Towards a Theory of Plausibility.
I am interested in implausible stories. Every author strives to write a plausible story and no reader will ever enjoy an implausible story, in fact plausibility is often the key target of criticism and many devices are in place to ensure stories are plausible. For example in movie production there are people who specialize in what is called "continuity", ensuring that each scene in plausibly related to the one before. These are the guys who make sure that for each take of a scene all the papers are correctly positioned on a table, the bed is made the same way, and nobody's costume suddenly changes. I have heard that Alfred Hitchcock would not introduce a train schedule into his story unless there actually was a train that kept that schedule, demonstrating an extreme attention to plausibility. Every author make great efforts to avoid implausible and acausal activity in their plots.

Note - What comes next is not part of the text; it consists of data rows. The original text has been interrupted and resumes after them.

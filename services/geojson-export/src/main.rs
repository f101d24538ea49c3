//! GeoJSON export CLI
//!
//! Encodes a newline-delimited feature stream as a GeoJSON FeatureCollection.

use std::fs::File;
use std::io::{self, BufRead, BufReader, BufWriter, Write};
use std::path::PathBuf;

use anyhow::{Context, Result};
use clap::Parser;
use tracing::info;
use tracing_subscriber::{fmt, EnvFilter};

use geojson_export::{export, ExportConfig, ExportRequest};
use wfs_geojson::{format_options, OutputFormat};

/// GeoJSON export
#[derive(Parser, Debug)]
#[command(name = "geojson-export")]
#[command(about = "Encode newline-delimited feature records as a GeoJSON FeatureCollection")]
struct Args {
    /// Input file of feature records, `-` for stdin
    #[arg(short, long, default_value = "-", env = "GEOJSON_INPUT")]
    input: String,

    /// Output file, `-` for stdout
    #[arg(short, long, default_value = "-", env = "GEOJSON_OUTPUT")]
    output: String,

    /// Output format: application/json, json or text/javascript
    #[arg(long, default_value = "application/json", env = "GEOJSON_OUTPUT_FORMAT")]
    output_format: String,

    /// Format options, e.g. `id_policy:name;callback:myFunc`
    #[arg(long, default_value = "", env = "GEOJSON_FORMAT_OPTIONS")]
    format_options: String,

    /// Maximum number of features to write
    #[arg(long, env = "GEOJSON_MAX_FEATURES")]
    max_features: Option<usize>,

    /// CRS of records that do not name one
    #[arg(long, env = "GEOJSON_DEFAULT_CRS")]
    default_crs: Option<String>,

    /// Treat every input CRS as longitude-first
    #[arg(long, env = "GEOJSON_FORCE_LON_LAT")]
    force_lon_lat: bool,

    /// YAML config file; encoder settings come from the environment otherwise
    #[arg(short, long, env = "GEOJSON_CONFIG")]
    config: Option<PathBuf>,

    /// Log level
    #[arg(long, default_value = "info", env = "RUST_LOG")]
    log_level: String,

    /// Emit logs as JSON
    #[arg(long, env = "GEOJSON_LOG_JSON")]
    log_json: bool,
}

fn main() -> Result<()> {
    // Load .env file if present
    dotenvy::dotenv().ok();

    let args = Args::parse();
    init_tracing(&args);

    info!("Starting GeoJSON export");

    let config = ExportConfig::load_or_env(args.config.as_deref())?;
    let request = ExportRequest {
        output_format: OutputFormat::from_name(&args.output_format)
            .context("Invalid output format")?,
        format_options: format_options::parse_kvp(&args.format_options)
            .context("Invalid format options")?,
        max_features: args.max_features,
        default_crs: args.default_crs.clone().or(config.default_crs.clone()),
        force_lon_lat: args.force_lon_lat || config.force_lon_lat,
    };

    let input = open_input(&args.input)?;
    let output = open_output(&args.output)?;

    let (mut output, summary) = export(input, output, &request, &config.encoder)?;
    output.flush().context("Failed to flush output")?;

    info!(
        returned = summary.returned,
        total_features = summary.total_features,
        skipped = summary.skipped,
        output = %args.output,
        "Wrote {}",
        summary.content_type
    );
    Ok(())
}

fn init_tracing(args: &Args) {
    // Logs go to stderr so stdout can carry the document
    let filter =
        EnvFilter::try_from_default_env().unwrap_or_else(|_| EnvFilter::new(&args.log_level));
    let builder = fmt()
        .with_env_filter(filter)
        .with_target(true)
        .with_level(true)
        .with_writer(io::stderr);

    if args.log_json {
        builder.json().init();
    } else {
        builder.init();
    }
}

fn open_input(path: &str) -> Result<Box<dyn BufRead>> {
    if path == "-" {
        return Ok(Box::new(BufReader::new(io::stdin())));
    }
    let file = File::open(path).with_context(|| format!("Failed to open input: {}", path))?;
    Ok(Box::new(BufReader::new(file)))
}

fn open_output(path: &str) -> Result<Box<dyn Write>> {
    if path == "-" {
        return Ok(Box::new(BufWriter::new(io::stdout())));
    }
    let file = File::create(path).with_context(|| format!("Failed to create output: {}", path))?;
    Ok(Box::new(BufWriter::new(file)))
}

However inadvertently implausibility may still appear. The most common form of accidental implausibility in plotline comes in the form of Literary Second Order Confluence (LSOC). This is a form of implausibility that the author does not even realize is present in her work, but nonetheless infects the entire story. Here is an easy illustration of LSOC. Read the two very short stories below. Which one seems like a plausible story?

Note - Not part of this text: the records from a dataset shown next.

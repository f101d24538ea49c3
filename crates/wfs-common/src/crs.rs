//! Coordinate Reference System descriptors and axis order resolution.
//!
//! Every supported identifier spelling is canonicalized to an EPSG code, and
//! descriptors compare equal whenever their EPSG codes match. That way
//! `urn:ogc:def:crs:EPSG::4326` (latitude first) and `EPSG:4326` forced to
//! lon/lat describe the same coordinate system even though they read
//! coordinates in different orders.

use std::fmt;
use std::hash::{Hash, Hasher};
use std::num::NonZeroUsize;
use std::sync::{OnceLock, RwLock};

use lru::LruCache;
use serde::{Deserialize, Serialize};
use tracing::debug;

use crate::error::{WfsError, WfsResult};

/// Prefix of the OGC URN spelling emitted in non-legacy output.
pub const OGC_URN_PREFIX: &str = "urn:ogc:def:crs:EPSG::";

/// Axis order for coordinate interpretation.
#[derive(Debug, Clone, Copy, PartialEq, Eq, Hash, Serialize, Deserialize)]
pub enum AxisOrder {
    /// Longitude/easting first, latitude/northing second.
    LonLat,
    /// Latitude/northing first, longitude/easting second.
    LatLon,
}

impl AxisOrder {
    /// Map a pair stored in this order to canonical (lon/easting, lat/northing) order.
    ///
    /// The mapping is its own inverse, so applying it to an output pair
    /// recovers the stored pair.
    pub fn apply(self, first: f64, second: f64) -> (f64, f64) {
        match self {
            AxisOrder::LonLat => (first, second),
            AxisOrder::LatLon => (second, first),
        }
    }

    /// Whether pairs stored in this order must be swapped for output.
    pub fn is_swapped(self) -> bool {
        self == AxisOrder::LatLon
    }
}

/// A resolved coordinate reference system.
///
/// Equality and hashing only consider the canonical EPSG code.
#[derive(Debug, Clone, Copy, Serialize, Deserialize)]
pub struct CrsDescriptor {
    epsg: u32,
    axis_order: AxisOrder,
    forced_lon_lat: bool,
}

impl CrsDescriptor {
    /// Create a descriptor directly from a canonical EPSG code.
    pub fn new(epsg: u32, axis_order: AxisOrder) -> Self {
        Self {
            epsg,
            axis_order,
            forced_lon_lat: false,
        }
    }

    pub fn epsg_code(&self) -> u32 {
        self.epsg
    }

    /// The order coordinates of this CRS are stored in.
    pub fn axis_order(&self) -> AxisOrder {
        self.axis_order
    }

    /// True when lon/lat order was forced over the authority's declaration.
    pub fn is_forced_lon_lat(&self) -> bool {
        self.forced_lon_lat
    }

    /// Identifier in OGC URN form, e.g. `urn:ogc:def:crs:EPSG::4326`.
    pub fn urn(&self) -> String {
        format!("{}{}", OGC_URN_PREFIX, self.epsg)
    }

    /// Identifier in the short authority form, e.g. `EPSG:4326`.
    pub fn epsg_identifier(&self) -> String {
        format!("EPSG:{}", self.epsg)
    }

    /// Check if this is a geographic (lat/lon) CRS.
    pub fn is_geographic(&self) -> bool {
        is_geographic_code(self.epsg)
    }
}

impl PartialEq for CrsDescriptor {
    fn eq(&self, other: &Self) -> bool {
        self.epsg == other.epsg
    }
}

impl Eq for CrsDescriptor {}

impl Hash for CrsDescriptor {
    fn hash<H: Hasher>(&self, state: &mut H) {
        self.epsg.hash(state);
    }
}

impl fmt::Display for CrsDescriptor {
    fn fmt(&self, f: &mut fmt::Formatter<'_>) -> fmt::Result {
        write!(f, "EPSG:{}", self.epsg)
    }
}

/// Resolve a CRS identifier without caching.
///
/// Accepts the `EPSG:n`, `urn:ogc:def:crs:EPSG:[version]:n`,
/// `urn:x-ogc:def:crs:EPSG:n`, `http://www.opengis.net/gml/srs/epsg.xml#n`,
/// `http://www.opengis.net/def/crs/EPSG/0/n` and `CRS:84` spellings.
/// With `force_lon_lat` the descriptor reads coordinates lon/lat regardless
/// of what the authority declares.
pub fn resolve(code: &str, force_lon_lat: bool) -> WfsResult<CrsDescriptor> {
    let (epsg, implied_lon_lat) = parse_identifier(code)
        .ok_or_else(|| WfsError::UnknownAuthorityCode(code.to_string()))?;
    let epsg = canonical_code(epsg);
    let declared =
        declared_axis_order(epsg).ok_or_else(|| WfsError::UnknownAuthorityCode(code.to_string()))?;

    let forced = force_lon_lat || implied_lon_lat;
    let axis_order = if forced { AxisOrder::LonLat } else { declared };

    Ok(CrsDescriptor {
        epsg,
        axis_order,
        forced_lon_lat: forced && declared == AxisOrder::LatLon,
    })
}

/// Returns the EPSG code and whether the spelling implies lon/lat order.
fn parse_identifier(identifier: &str) -> Option<(u32, bool)> {
    let lower = identifier.trim().to_ascii_lowercase();

    match lower.as_str() {
        "crs:84"
        | "urn:ogc:def:crs:ogc:1.3:crs84"
        | "urn:ogc:def:crs:ogc::crs84"
        | "http://www.opengis.net/def/crs/ogc/1.3/crs84" => return Some((4326, true)),
        _ => {}
    }

    if let Some(rest) = lower.strip_prefix("epsg:") {
        return parse_code(rest).map(|code| (code, false));
    }

    if let Some(rest) = lower
        .strip_prefix("urn:ogc:def:crs:epsg:")
        .or_else(|| lower.strip_prefix("urn:x-ogc:def:crs:epsg:"))
    {
        // Either "<code>" or "<version>:<code>", where the version may be empty
        let code = rest.rsplit_once(':').map_or(rest, |(_, code)| code);
        return parse_code(code).map(|code| (code, false));
    }

    if let Some(rest) = lower.strip_prefix("http://www.opengis.net/gml/srs/epsg.xml#") {
        return parse_code(rest).map(|code| (code, true));
    }

    if let Some(rest) = lower.strip_prefix("http://www.opengis.net/def/crs/epsg/0/") {
        return parse_code(rest).map(|code| (code, false));
    }

    None
}

fn parse_code(s: &str) -> Option<u32> {
    if s.is_empty() || !s.bytes().all(|b| b.is_ascii_digit()) {
        return None;
    }
    s.parse().ok()
}

fn canonical_code(code: u32) -> u32 {
    match code {
        // Google's unofficial Web Mercator code
        900913 | 3785 => 3857,
        other => other,
    }
}

fn is_geographic_code(code: u32) -> bool {
    matches!(code, 4000..=4999) && !matches!(code, 4328 | 4978)
}

/// Axis order declared by the EPSG registry for the codes we know.
fn declared_axis_order(code: u32) -> Option<AxisOrder> {
    match code {
        // Geocentric systems inside the geographic block (X, Y, Z)
        4328 | 4978 => Some(AxisOrder::LonLat),
        4000..=4999 => Some(AxisOrder::LatLon),

        // Projected systems declaring northing first
        2180 | 3006 | 3035 | 3844 | 31466..=31469 => Some(AxisOrder::LatLon),

        // Projected systems declaring easting first
        3857 | 3395 | 3413 | 3031 | 5070 | 2154 | 27700 | 3112 | 2056 | 21781 => {
            Some(AxisOrder::LonLat)
        }
        25828..=25838 | 32601..=32660 | 32701..=32760 => Some(AxisOrder::LonLat),

        _ => None,
    }
}

/// Process-wide cache of resolved CRS descriptors.
///
/// Keyed by the identifier string and the force flag. Cache hits only take the
/// read lock; a miss resolves without holding any lock and then inserts, so
/// two threads racing on the same key both store an equal descriptor.
///
/// Hits do not refresh recency, so once full the cache evicts in insertion
/// order rather than least-recently-used order.
pub struct CrsResolver {
    cache: RwLock<LruCache<(String, bool), CrsDescriptor>>,
}

impl CrsResolver {
    /// Default number of cached identifiers.
    pub const DEFAULT_CAPACITY: usize = 256;

    pub fn new() -> Self {
        Self::with_capacity(Self::DEFAULT_CAPACITY)
    }

    pub fn with_capacity(capacity: usize) -> Self {
        let capacity = NonZeroUsize::new(capacity).unwrap_or(NonZeroUsize::MIN);
        Self {
            cache: RwLock::new(LruCache::new(capacity)),
        }
    }

    /// The resolver shared by every request in this process.
    pub fn shared() -> &'static CrsResolver {
        static SHARED: OnceLock<CrsResolver> = OnceLock::new();
        SHARED.get_or_init(CrsResolver::new)
    }

    /// Resolve an identifier, consulting the cache first.
    pub fn resolve(&self, code: &str, force_lon_lat: bool) -> WfsResult<CrsDescriptor> {
        let key = (code.trim().to_string(), force_lon_lat);

        if let Ok(cache) = self.cache.read() {
            if let Some(descriptor) = cache.peek(&key) {
                return Ok(*descriptor);
            }
        }

        let descriptor = resolve(code, force_lon_lat)?;
        debug!(
            code = %code,
            force_lon_lat,
            epsg = descriptor.epsg_code(),
            axis_order = ?descriptor.axis_order(),
            "Resolved CRS"
        );

        if let Ok(mut cache) = self.cache.write() {
            cache.put(key, descriptor);
        }

        Ok(descriptor)
    }

    /// Number of cached identifiers.
    pub fn len(&self) -> usize {
        self.cache.read().map(|cache| cache.len()).unwrap_or(0)
    }

    pub fn is_empty(&self) -> bool {
        self.len() == 0
    }
}

impl Default for CrsResolver {
    fn default() -> Self {
        Self::new()
    }
}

Story #1: A man just wins a lottery. Then he wins a second lottery! This guy is lucky. A mobster hears about this and kidnaps the man and drives him to Vegas. Under threats the man is forced to roll dice at craps because the mobster feels that with all that luck this guy will be a big winner. Of course our "lucky" man loses and the mobster plans to shoot him. The now "unlucky man" discovers courage that he did not know he had, and escapes. The End.
Story #2 A man wins a lottery. Being a bit irresponsible he goes to Vegas and gambles it all away. In the meantime a mobster kidnaps the man's sister hoping to collect ransom based on the man's lottery winnings. Now the man is in big trouble because the mobster does not believe that the man lost the money in Vegas. What is he to do? Well, he goes to the corner store and buys another lottery ticket. He wins again! My goodness! Now he has the money to pay the mobster. The End.

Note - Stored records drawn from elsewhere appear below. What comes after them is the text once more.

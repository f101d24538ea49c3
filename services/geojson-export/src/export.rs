//! Streaming export of a feature record stream.

use std::collections::HashMap;
use std::io::{BufRead, Write};

use anyhow::{Context, Result};
use tracing::{info, warn};

use wfs_common::{CrsDescriptor, CrsResolver, WfsError};
use wfs_geojson::{request_options, EncoderConfig, FeatureCollectionWriter, OutputFormat};

use crate::record::FeatureRecord;

/// One export run.
#[derive(Debug, Clone)]
pub struct ExportRequest {
    pub output_format: OutputFormat,
    /// Parsed `format_options`.
    pub format_options: HashMap<String, String>,
    /// Maximum number of features written. All valid records are still counted.
    pub max_features: Option<usize>,
    /// CRS of records without a `crs` member.
    pub default_crs: Option<String>,
    pub force_lon_lat: bool,
}

impl Default for ExportRequest {
    fn default() -> Self {
        Self {
            output_format: OutputFormat::Json,
            format_options: HashMap::new(),
            max_features: None,
            default_crs: None,
            force_lon_lat: false,
        }
    }
}

/// Counters for a finished export.
#[derive(Debug, Clone, PartialEq)]
pub struct ExportSummary {
    /// Non-blank input lines.
    pub read: usize,
    /// Features written.
    pub returned: usize,
    /// Records or features dropped with a warning for an unusable geometry or
    /// attribute.
    pub skipped: usize,
    /// Value written as `totalFeatures`.
    pub total_features: u64,
    pub content_type: &'static str,
}

/// Encode every record of `input` into one FeatureCollection on `output`.
///
/// Malformed lines and unknown CRS identifiers abort the export, leaving a
/// truncated document on `output`. Records with an unusable geometry or
/// attribute are skipped and not counted.
pub fn export<R, W>(
    input: R,
    output: W,
    request: &ExportRequest,
    config: &EncoderConfig,
) -> Result<(W, ExportSummary)>
where
    R: BufRead,
    W: Write,
{
    let options = request_options(request.output_format, &request.format_options, config)
        .context("Invalid request options")?;

    let resolver = CrsResolver::shared();
    let default_crs = request
        .default_crs
        .as_deref()
        .map(|code| resolver.resolve(code, request.force_lon_lat))
        .transpose()
        .context("Invalid default CRS")?;

    let mut writer = FeatureCollectionWriter::new(output, options, 0)
        .context("Failed to start feature collection")?;
    let content_type = writer.content_type();

    let mut read = 0;
    let mut skipped = 0;
    let mut total_features: u64 = 0;

    for (index, line) in input.lines().enumerate() {
        let line_number = index + 1;
        let line = line.with_context(|| format!("Failed to read input line {}", line_number))?;
        if line.trim().is_empty() {
            continue;
        }
        read += 1;

        let record: FeatureRecord = serde_json::from_str(&line)
            .with_context(|| format!("Malformed feature record on line {}", line_number))?;

        let feature = match layer_crs(resolver, &record, default_crs, request.force_lon_lat)
            .and_then(|crs| record.into_feature(crs))
        {
            Ok(feature) => feature,
            Err(e) if e.is_feature_local() => {
                warn!(line = line_number, error = %e, "Skipping feature record");
                skipped += 1;
                continue;
            }
            Err(e) => {
                return Err(e).with_context(|| format!("Failed to read record on line {}", line_number))
            }
        };
        total_features += 1;

        if request
            .max_features
            .is_some_and(|max| writer.returned() >= max)
        {
            continue;
        }

        match writer.push(&feature) {
            Ok(()) => {}
            Err(e) if e.is_feature_local() => {
                warn!(feature = feature.id(), error = %e, "Skipping feature");
                skipped += 1;
            }
            Err(e) => return Err(e).with_context(|| format!("Failed to write feature {}", feature.id())),
        }
    }

    writer.set_total_features(total_features);
    let (output, collection) = writer
        .finish(default_crs)
        .context("Failed to finish feature collection")?;

    info!(
        read,
        returned = collection.returned,
        skipped,
        total_features,
        content_type,
        "Export complete"
    );

    Ok((
        output,
        ExportSummary {
            read,
            returned: collection.returned,
            skipped,
            total_features,
            content_type,
        },
    ))
}

fn layer_crs(
    resolver: &CrsResolver,
    record: &FeatureRecord,
    default_crs: Option<CrsDescriptor>,
    force_lon_lat: bool,
) -> Result<Option<CrsDescriptor>, WfsError> {
    match record.crs.as_deref() {
        Some(code) => resolver.resolve(code, force_lon_lat).map(Some),
        None => Ok(default_crs),
    }
}

#[cfg(test)]
mod tests {
    use super::*;
    use serde_json::Value;

    fn run(input: &str, request: &ExportRequest) -> (Value, ExportSummary) {
        let (buffer, summary) =
            export(input.as_bytes(), Vec::new(), request, &EncoderConfig::default()).unwrap();
        (serde_json::from_slice(&buffer).unwrap(), summary)
    }

    const INPUT: &str = r#"{"id":"p.1","crs":"urn:ogc:def:crs:EPSG::4326","geometry":{"type":"Point","coordinates":[10,20]}}

{"id":"p.2","crs":"EPSG:4326","geometry":{"type":"Hexagon","coordinates":[]}}
{"id":"p.3","crs":"urn:ogc:def:crs:EPSG::4326","geometry":{"type":"Point","coordinates":[30,40]}}
"#;

    #[test]
    fn test_bad_record_is_skipped() {
        let (value, summary) = run(INPUT, &ExportRequest::default());
        assert_eq!(summary.read, 3);
        assert_eq!(summary.skipped, 1);
        assert_eq!(summary.returned, 2);
        assert_eq!(value["totalFeatures"], 2);
        assert_eq!(value["features"][0]["geometry"]["coordinates"], serde_json::json!([20, 10]));
    }

    #[test]
    fn test_max_features_still_counts_total() {
        let request = ExportRequest {
            max_features: Some(1),
            ..ExportRequest::default()
        };
        let (value, summary) = run(INPUT, &request);
        assert_eq!(summary.returned, 1);
        assert_eq!(value["features"].as_array().unwrap().len(), 1);
        assert_eq!(value["totalFeatures"], 2);
    }

    #[test]
    fn test_unknown_crs_aborts() {
        let input = concat!(
            r#"{"id":"m.1","crs":"EPSG:3857","geometry":{"type":"Point","coordinates":[1,2]}}"#,
            "\n",
            r#"{"id":"m.2","crs":"EPSG:123456","geometry":{"type":"Point","coordinates":[3,4]}}"#,
            "\n"
        );
        let result = export(
            input.as_bytes(),
            Vec::new(),
            &ExportRequest::default(),
            &EncoderConfig::default(),
        );
        let err = result.err().unwrap();
        assert!(err.to_string().contains("line 2"));
        assert!(matches!(
            err.downcast_ref::<WfsError>(),
            Some(WfsError::UnknownAuthorityCode(_))
        ));
    }

    #[test]
    fn test_malformed_line_aborts() {
        let result = export(
            "{\"id\": \"p.1\"}\nnot json\n".as_bytes(),
            Vec::new(),
            &ExportRequest::default(),
            &EncoderConfig::default(),
        );
        let err = result.err().unwrap();
        assert!(err.to_string().contains("line 2"));
    }

    #[test]
    fn test_invalid_default_crs_aborts() {
        let request = ExportRequest {
            default_crs: Some("EPSG:abc".to_string()),
            ..ExportRequest::default()
        };
        let result = export("".as_bytes(), Vec::new(), &request, &EncoderConfig::default());
        assert!(result.is_err());
    }
}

Both stories are about very similar things. A man, a lottery, and a mobster. Both stories are about a man that wins TWO lotteries. But certainly the second story is not plausible while the first one is. LSOC is my attempt to provide some rigor as to the reason why story number two is implausible. Note that story number two is not technically impossible, that is not the problem. In the first story the man wins two lotteries and the story begins. In the second story the man wins a lottery and the story advances and then he wins a second lottery. It is something about the sequence of the lottery winnings, and about the fact that the lotteries are, by assumption, independent that makes the second story implausible. The hallmark of LSOC is the appearance of two unlikely, independent and necessary events or relationships in the body of a story without any special explanation. In the cases described above the necessary independent and unlikely events are the two lotteries. In the first story our character winning two lotteries provides motive for the mobster. In the second story the first winning is necessary to provide motive for the mobster, and the second one is necessary because that is how the hero gets money for the ransom. This gives us a clue as to why the second story is not plausible and the first one is: each independent lottery winning in the second story is associated with a separate literary purpose while in the first story they are associated with the same literary purpose. The missing explanation of the second story is "Why is this guy able to win a second lottery just when he needs to?" Notice that there are other unlikely events in both stories that are not in any way objectionable. The fact that a mobster decides to get involved is also unlikely and critical to the plot. Note, however, that the involvement of the mobster is NOT independent of the lottery winnings and we shall see that this fact makes the mobsters entrance into the story plausible. As we shall see below independence is critical for LSOC.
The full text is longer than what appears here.